### Your objective
Copy out each line below containing "encode".

Collected data:

□ □ □

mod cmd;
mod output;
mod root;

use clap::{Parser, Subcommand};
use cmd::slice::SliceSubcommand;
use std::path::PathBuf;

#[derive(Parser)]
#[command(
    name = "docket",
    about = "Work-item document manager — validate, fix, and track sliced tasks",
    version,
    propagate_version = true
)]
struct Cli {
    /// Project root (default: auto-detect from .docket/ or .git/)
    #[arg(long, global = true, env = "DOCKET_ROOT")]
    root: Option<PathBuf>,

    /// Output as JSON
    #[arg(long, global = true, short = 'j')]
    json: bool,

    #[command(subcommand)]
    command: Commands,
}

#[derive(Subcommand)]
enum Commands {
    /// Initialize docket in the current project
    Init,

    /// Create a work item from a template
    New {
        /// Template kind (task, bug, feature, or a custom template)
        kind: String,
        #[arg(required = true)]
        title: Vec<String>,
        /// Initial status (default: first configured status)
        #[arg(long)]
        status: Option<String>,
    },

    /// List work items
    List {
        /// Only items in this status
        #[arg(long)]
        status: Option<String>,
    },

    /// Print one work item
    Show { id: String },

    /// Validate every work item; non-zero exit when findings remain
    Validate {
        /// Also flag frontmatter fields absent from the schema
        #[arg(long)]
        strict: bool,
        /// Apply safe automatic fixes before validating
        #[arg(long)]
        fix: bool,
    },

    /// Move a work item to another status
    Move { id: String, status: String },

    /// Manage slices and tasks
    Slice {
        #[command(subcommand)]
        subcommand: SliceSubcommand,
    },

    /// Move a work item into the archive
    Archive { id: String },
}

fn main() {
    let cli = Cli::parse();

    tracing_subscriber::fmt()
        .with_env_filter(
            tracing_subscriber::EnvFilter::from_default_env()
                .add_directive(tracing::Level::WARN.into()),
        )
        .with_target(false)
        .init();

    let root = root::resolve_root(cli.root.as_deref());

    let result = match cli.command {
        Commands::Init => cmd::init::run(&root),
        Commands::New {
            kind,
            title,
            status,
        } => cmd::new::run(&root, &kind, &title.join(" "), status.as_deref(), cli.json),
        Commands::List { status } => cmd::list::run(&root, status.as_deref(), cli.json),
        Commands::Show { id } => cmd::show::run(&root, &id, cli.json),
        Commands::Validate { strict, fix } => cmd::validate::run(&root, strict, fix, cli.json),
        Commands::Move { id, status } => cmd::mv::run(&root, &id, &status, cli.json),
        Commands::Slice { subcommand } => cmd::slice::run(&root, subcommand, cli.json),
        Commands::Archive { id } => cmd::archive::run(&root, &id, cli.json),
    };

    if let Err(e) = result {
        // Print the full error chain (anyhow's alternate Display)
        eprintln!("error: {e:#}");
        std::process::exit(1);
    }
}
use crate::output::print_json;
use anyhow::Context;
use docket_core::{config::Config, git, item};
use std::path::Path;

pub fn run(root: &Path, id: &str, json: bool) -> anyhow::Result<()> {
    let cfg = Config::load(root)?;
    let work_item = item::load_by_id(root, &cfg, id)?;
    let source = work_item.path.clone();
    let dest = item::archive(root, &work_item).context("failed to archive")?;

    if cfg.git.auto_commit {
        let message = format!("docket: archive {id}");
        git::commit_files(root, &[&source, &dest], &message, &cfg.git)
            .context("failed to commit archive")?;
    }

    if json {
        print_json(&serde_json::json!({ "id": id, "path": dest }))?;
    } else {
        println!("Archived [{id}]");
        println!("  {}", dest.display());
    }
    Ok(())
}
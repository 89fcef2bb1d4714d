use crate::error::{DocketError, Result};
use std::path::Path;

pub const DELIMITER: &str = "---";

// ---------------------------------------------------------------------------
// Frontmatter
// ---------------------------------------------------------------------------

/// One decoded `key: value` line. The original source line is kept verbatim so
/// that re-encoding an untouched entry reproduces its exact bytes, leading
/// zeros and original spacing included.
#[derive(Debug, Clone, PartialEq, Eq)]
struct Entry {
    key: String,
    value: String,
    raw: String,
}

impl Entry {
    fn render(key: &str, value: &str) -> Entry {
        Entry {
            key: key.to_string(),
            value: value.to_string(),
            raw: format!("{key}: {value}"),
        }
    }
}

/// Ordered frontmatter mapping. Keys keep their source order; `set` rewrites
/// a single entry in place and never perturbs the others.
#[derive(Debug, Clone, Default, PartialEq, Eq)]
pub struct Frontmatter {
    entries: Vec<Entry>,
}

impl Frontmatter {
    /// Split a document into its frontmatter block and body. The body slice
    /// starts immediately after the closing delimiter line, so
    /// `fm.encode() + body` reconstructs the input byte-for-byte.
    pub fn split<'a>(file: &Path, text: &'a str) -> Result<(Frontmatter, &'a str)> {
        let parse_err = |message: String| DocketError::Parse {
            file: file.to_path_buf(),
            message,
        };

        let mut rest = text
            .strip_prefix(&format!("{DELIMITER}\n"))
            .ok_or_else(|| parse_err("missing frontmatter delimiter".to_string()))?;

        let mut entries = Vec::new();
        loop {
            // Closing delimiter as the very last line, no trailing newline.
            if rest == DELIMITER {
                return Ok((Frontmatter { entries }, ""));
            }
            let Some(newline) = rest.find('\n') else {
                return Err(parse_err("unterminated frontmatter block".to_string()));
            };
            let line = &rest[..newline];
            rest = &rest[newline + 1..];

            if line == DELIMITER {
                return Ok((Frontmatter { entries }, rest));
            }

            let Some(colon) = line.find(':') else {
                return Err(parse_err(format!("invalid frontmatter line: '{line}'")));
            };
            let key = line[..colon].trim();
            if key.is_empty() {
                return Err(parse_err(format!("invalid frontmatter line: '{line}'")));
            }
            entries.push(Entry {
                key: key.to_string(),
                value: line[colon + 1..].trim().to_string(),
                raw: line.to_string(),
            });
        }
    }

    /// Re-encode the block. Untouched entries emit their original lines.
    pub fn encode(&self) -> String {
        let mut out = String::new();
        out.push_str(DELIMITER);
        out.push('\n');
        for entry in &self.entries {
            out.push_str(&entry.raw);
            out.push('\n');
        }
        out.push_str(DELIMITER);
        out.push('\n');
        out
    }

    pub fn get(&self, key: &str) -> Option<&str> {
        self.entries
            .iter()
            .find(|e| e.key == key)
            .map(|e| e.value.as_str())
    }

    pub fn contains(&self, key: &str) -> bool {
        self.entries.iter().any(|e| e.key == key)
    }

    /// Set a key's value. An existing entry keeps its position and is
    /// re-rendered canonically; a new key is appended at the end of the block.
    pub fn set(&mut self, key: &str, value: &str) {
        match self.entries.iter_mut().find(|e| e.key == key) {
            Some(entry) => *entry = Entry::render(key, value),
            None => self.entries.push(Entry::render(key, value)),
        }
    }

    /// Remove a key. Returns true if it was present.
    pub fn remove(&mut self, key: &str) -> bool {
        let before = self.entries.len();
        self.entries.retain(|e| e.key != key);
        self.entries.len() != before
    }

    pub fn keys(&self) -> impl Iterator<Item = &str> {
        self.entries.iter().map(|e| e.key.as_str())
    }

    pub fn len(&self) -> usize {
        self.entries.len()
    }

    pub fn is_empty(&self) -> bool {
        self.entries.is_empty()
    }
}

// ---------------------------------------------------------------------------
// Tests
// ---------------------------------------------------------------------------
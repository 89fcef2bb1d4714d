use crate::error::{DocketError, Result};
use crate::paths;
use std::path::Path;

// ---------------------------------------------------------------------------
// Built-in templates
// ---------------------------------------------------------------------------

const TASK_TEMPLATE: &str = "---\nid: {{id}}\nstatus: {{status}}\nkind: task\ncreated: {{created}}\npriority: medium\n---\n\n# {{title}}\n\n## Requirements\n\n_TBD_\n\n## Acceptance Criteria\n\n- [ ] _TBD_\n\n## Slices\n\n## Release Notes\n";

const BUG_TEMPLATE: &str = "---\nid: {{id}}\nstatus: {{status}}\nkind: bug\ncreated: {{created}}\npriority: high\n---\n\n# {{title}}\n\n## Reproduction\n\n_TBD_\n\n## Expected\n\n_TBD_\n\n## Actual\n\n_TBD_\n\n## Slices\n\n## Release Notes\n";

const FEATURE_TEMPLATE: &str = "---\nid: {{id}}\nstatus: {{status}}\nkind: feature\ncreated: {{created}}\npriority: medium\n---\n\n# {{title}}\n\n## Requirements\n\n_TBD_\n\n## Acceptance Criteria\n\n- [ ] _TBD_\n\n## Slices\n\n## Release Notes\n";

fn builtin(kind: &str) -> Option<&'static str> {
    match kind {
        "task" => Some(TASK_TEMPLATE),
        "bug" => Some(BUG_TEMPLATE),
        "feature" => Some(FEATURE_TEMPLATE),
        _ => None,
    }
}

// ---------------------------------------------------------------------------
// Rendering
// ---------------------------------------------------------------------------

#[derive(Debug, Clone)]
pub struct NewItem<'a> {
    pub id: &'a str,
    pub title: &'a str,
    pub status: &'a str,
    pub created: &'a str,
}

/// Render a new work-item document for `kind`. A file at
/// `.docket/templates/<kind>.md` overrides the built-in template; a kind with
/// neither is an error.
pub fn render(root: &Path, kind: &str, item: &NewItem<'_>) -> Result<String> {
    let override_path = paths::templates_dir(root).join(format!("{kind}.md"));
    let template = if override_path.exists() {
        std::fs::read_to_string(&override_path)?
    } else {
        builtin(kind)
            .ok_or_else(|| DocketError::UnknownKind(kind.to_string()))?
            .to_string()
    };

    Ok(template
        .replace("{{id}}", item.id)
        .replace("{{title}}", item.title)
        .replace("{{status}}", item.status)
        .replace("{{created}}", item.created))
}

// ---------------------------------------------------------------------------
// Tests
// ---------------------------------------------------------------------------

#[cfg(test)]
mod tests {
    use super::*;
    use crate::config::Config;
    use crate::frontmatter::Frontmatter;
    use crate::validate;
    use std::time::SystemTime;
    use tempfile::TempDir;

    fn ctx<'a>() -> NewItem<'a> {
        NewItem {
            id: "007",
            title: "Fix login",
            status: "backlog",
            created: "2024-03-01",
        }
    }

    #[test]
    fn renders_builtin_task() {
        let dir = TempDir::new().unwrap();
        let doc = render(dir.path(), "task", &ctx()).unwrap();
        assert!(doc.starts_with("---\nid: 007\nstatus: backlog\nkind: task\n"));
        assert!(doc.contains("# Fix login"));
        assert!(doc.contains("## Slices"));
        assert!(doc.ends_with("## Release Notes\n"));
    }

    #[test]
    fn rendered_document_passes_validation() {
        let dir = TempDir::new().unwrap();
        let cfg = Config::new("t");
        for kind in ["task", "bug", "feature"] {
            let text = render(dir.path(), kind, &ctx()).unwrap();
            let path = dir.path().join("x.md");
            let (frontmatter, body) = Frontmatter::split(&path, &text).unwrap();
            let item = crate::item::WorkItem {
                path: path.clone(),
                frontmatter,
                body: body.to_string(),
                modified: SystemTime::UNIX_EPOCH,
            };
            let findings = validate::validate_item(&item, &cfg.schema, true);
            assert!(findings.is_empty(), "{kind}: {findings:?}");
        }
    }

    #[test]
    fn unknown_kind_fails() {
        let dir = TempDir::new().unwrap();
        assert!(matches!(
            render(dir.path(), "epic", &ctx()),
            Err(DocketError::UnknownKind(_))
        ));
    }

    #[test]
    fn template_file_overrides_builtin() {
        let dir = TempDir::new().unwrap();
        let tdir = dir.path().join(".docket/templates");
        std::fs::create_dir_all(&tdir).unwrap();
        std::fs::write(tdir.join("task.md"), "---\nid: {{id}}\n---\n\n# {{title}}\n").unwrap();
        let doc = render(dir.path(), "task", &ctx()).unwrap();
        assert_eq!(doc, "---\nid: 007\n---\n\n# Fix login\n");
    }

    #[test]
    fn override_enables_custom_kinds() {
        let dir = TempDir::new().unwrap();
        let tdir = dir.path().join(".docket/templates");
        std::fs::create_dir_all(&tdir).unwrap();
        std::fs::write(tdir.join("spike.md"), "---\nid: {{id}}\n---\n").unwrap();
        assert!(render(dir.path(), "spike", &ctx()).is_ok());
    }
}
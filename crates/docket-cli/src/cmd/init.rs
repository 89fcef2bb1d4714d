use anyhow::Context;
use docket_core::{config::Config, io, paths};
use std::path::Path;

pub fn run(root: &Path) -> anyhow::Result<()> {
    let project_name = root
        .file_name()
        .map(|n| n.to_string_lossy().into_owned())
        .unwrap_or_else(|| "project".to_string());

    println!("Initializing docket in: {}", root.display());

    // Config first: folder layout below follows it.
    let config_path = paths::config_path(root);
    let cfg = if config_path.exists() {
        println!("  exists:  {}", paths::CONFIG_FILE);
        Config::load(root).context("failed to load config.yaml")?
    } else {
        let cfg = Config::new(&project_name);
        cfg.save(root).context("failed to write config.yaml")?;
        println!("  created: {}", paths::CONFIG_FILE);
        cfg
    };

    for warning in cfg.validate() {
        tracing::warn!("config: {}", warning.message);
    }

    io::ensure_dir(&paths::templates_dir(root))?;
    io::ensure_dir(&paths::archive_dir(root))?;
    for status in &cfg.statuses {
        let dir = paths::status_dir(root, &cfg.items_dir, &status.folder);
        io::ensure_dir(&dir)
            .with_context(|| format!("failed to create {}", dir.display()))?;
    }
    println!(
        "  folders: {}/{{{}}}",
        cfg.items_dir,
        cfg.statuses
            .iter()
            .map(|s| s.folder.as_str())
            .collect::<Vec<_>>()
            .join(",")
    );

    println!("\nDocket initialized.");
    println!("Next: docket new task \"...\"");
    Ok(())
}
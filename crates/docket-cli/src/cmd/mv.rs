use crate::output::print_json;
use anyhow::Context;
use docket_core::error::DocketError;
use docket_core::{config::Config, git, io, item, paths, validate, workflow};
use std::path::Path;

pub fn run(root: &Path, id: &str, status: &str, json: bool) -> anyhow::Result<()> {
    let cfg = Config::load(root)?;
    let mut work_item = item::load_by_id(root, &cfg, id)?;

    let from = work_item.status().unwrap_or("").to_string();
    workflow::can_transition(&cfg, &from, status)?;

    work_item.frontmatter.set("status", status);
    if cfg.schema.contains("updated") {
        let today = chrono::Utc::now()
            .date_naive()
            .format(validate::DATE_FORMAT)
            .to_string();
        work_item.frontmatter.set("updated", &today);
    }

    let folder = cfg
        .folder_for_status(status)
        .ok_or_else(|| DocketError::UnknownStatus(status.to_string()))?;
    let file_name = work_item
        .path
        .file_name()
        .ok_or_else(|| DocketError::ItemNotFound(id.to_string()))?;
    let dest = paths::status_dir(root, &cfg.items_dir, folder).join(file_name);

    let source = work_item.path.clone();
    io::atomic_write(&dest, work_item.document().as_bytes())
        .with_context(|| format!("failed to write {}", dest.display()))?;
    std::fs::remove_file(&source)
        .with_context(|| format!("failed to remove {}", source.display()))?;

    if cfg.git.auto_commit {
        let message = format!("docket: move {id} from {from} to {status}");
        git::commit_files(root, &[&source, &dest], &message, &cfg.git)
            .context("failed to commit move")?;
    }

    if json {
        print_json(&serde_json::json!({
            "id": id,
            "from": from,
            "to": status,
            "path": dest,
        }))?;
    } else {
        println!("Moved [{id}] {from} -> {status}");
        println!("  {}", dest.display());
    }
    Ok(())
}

□ □ □

### Result for this task
    /// `fm.encode() + body` reconstructs the input byte-for-byte.
    /// Re-encode the block. Untouched entries emit their original lines.
    pub fn encode(&self) -> String {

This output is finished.